Is $\mathbb{E}[X|X<Y]$ finite if $\mathbb{E}[Y]<\infty$?

Question

I'm afraid I may be overlooking an obvious answer to this question, but perhaps someone can provide some assistance, as probability is not my area of expertise.

Suppose we have two independent random variables, $X$ and $Y$, with $X$ finite almost surely, but $\mathbb{E}[X]=\infty$ and $\mathbb{E}[Y]<\infty$. I'm trying to understand the quantity $\mathbb{E}[X\mid X<Y]$. In particular, I would like to know if this conditional expectation is finite.

I feel like I should be able to say $\mathbb{E}[X\mid X<Y] < \mathbb{E}[Y]$, which gives the result, but then I got a bit caught up in the details.

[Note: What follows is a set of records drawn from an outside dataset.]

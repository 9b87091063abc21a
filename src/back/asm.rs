//! The x86-64 target description and the assembly text sink.
//!
//! The back end targets the System V AMD64 ABI as used by Linux, emitting
//! GAS-syntax text that assembles and links against the C library (`printf`,
//! `puts`, `strtol`, `exit`).
//!
//! Our treatment of the ABI is simpler than the full convention because of
//! the following design decisions:
//! - All values are 64-bit signed integers, so every move is a `movq` and
//!   every stack cell is 8 bytes.
//! - There is no register allocator: every variable lives in memory (a frame
//!   slot or a `.bss` cell), and expression evaluation works in `%rax` with
//!   `%r10`/`%r11` as scratch, spilling intermediates to the stack.
//! - Aggregates, floating point, and variadic conventions never come up; the
//!   only variadic callee is `printf`, which receives at most two integer
//!   class arguments and `%al` is irrelevant for a zero-SSE call on Linux.
//!
//! # Call stack frame
//!
//! The stack grows down and must be 16-byte aligned at every `call`.  A
//! function's frame looks like this:
//!
//! ```txt
//!   High memory addresses
//!
//!   +---------------------------+
//!   | Caller's frame            |
//!   +---------------------------+
//!   | Stack-passed arguments    |  16(%rbp), 24(%rbp), ...
//!   +---------------------------+
//!   | Return address            |
//!   +---------------------------+
//!   | Saved %rbp                |  <- %rbp
//!   +---------------------------+
//!   | Parameter slots           |  -8(%rbp), -16(%rbp), ...
//!   +---------------------------+
//!   | Local variable slots      |
//!   +---------------------------+
//!   | Spills and call padding   |  <- %rsp
//!   +---------------------------+
//!
//!   Low memory addresses
//! ```
//!
//! The first six arguments travel in `%rdi %rsi %rdx %rcx %r8 %r9` and are
//! copied into the parameter slots by the prologue; arguments seven onward
//! are read where the caller left them, above the return address.
//!
//! # Register use
//!
//! The generator touches only caller-saved registers, so functions have no
//! save/restore obligations beyond the `%rbp` frame link:
//!
//! - `%rax` is the working register: every expression is built in it, and it
//!   carries return values.
//! - `%r10` holds the right-hand side of a binary operator after it is popped
//!   back off the stack; `%r11` holds the right-hand side of a comparison.
//! - `%rdx` is clobbered by `cqto`/`idivq`; no value is ever live in it
//!   across an expression.

use std::fmt::{self, Write};

use derive_more::Display;

use crate::common::Id;

/// The registers the code generator touches.
#[derive(Clone, Copy, Debug, Display, PartialEq, Eq)]
pub enum Reg {
    #[display("%rax")]
    Rax,
    #[display("%rcx")]
    Rcx,
    #[display("%rdx")]
    Rdx,
    #[display("%rsi")]
    Rsi,
    #[display("%rdi")]
    Rdi,
    #[display("%r8")]
    R8,
    #[display("%r9")]
    R9,
    #[display("%r10")]
    R10,
    #[display("%r11")]
    R11,
}

/// Argument registers in the System V AMD64 parameter order.
pub static PARAMETER_REGISTERS: [Reg; 6] =
    [Reg::Rdi, Reg::Rsi, Reg::Rdx, Reg::Rcx, Reg::R8, Reg::R9];

/// A destination (or source) operand: where a value must end up.
#[derive(Clone, Copy, Debug, Display, PartialEq, Eq)]
pub enum Operand {
    /// A register.
    #[display("{_0}")]
    Reg(Reg),
    /// A byte offset from the frame pointer.  Negative offsets are this
    /// function's slots; positive ones reach stack-passed arguments in the
    /// caller's frame.
    #[display("{_0}(%rbp)")]
    Frame(i64),
    /// A global variable cell in `.bss`.
    #[display(".{_0}")]
    Global(Id),
    /// An outgoing stack argument, relative to the stack pointer after the
    /// argument area has been reserved.
    #[display("{_0}(%rsp)")]
    StackArg(i64),
}

impl Operand {
    /// Is this operand a memory reference?  x86 has no memory-to-memory
    /// `mov`, so loads into these must be routed through a register.
    pub fn in_memory(&self) -> bool {
        !matches!(self, Operand::Reg(_))
    }
}

/// The mangled label of a compiled function.
#[derive(Clone, Copy, Debug, Display, PartialEq, Eq)]
#[display("_func_{_0}")]
pub struct FuncLabel(pub Id);

/// A control-flow label, unique within the whole program: the function name
/// keeps functions apart and the counter keeps structures apart.
#[derive(Clone, Copy, Debug, Display, PartialEq, Eq)]
#[display("._{function}_{tag}{index}")]
pub struct ControlLabel {
    pub function: Id,
    pub tag: LabelTag,
    pub index: u32,
}

#[derive(Clone, Copy, Debug, Display, PartialEq, Eq)]
pub enum LabelTag {
    #[display("ELSE")]
    Else,
    #[display("ENDIF")]
    Endif,
    #[display("WCHECK")]
    Wcheck,
    #[display("WEND")]
    Wend,
}

/// The append-only sink the generator writes assembly lines into.
#[derive(Default)]
pub struct Emitter {
    text: String,
}

impl Emitter {
    pub fn new() -> Self {
        Emitter::default()
    }

    /// Emit one indented instruction line.
    pub fn ins(&mut self, instruction: impl Display) {
        let _ = writeln!(self.text, "\t{instruction}");
    }

    /// Emit a `movq`.
    pub fn mov(&mut self, src: impl Display, dst: impl Display) {
        self.ins(format_args!("movq {src}, {dst}"));
    }

    /// Emit a label definition.
    pub fn label(&mut self, label: impl Display) {
        let _ = writeln!(self.text, "{label}:");
    }

    /// Emit an unindented line, e.g. a section directive.
    pub fn raw(&mut self, line: impl Display) {
        let _ = writeln!(self.text, "{line}");
    }

    /// Emit an indented comment line.
    pub fn comment(&mut self, text: impl Display) {
        let _ = writeln!(self.text, "\t# {text}");
    }

    pub fn finish(self) -> Assembly {
        Assembly { text: self.text }
    }
}

/// A finished assembly program.
pub struct Assembly {
    text: String,
}

impl Assembly {
    pub fn asm_code(&self) -> &str {
        &self.text
    }
}

impl fmt::Display for Assembly {
    fn fmt(&self, f: &mut fmt::Formatter<'_>) -> fmt::Result {
        f.write_str(&self.text)
    }
}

Any help, even just a nudge in the right direction, would be greatly appreciated.

Edit: so sorry to have left this out, but $X$ and $Y$ are non-negative RV.

Answer 1

Since we're not supposed to answer in comments, I'll write this out. Note that this is an example where the measure theoretic definition of conditional probability is too restrictive and we need to work with the classical definition. Since there seems to be a bit of confusion here, I'll write out more details than I normally would.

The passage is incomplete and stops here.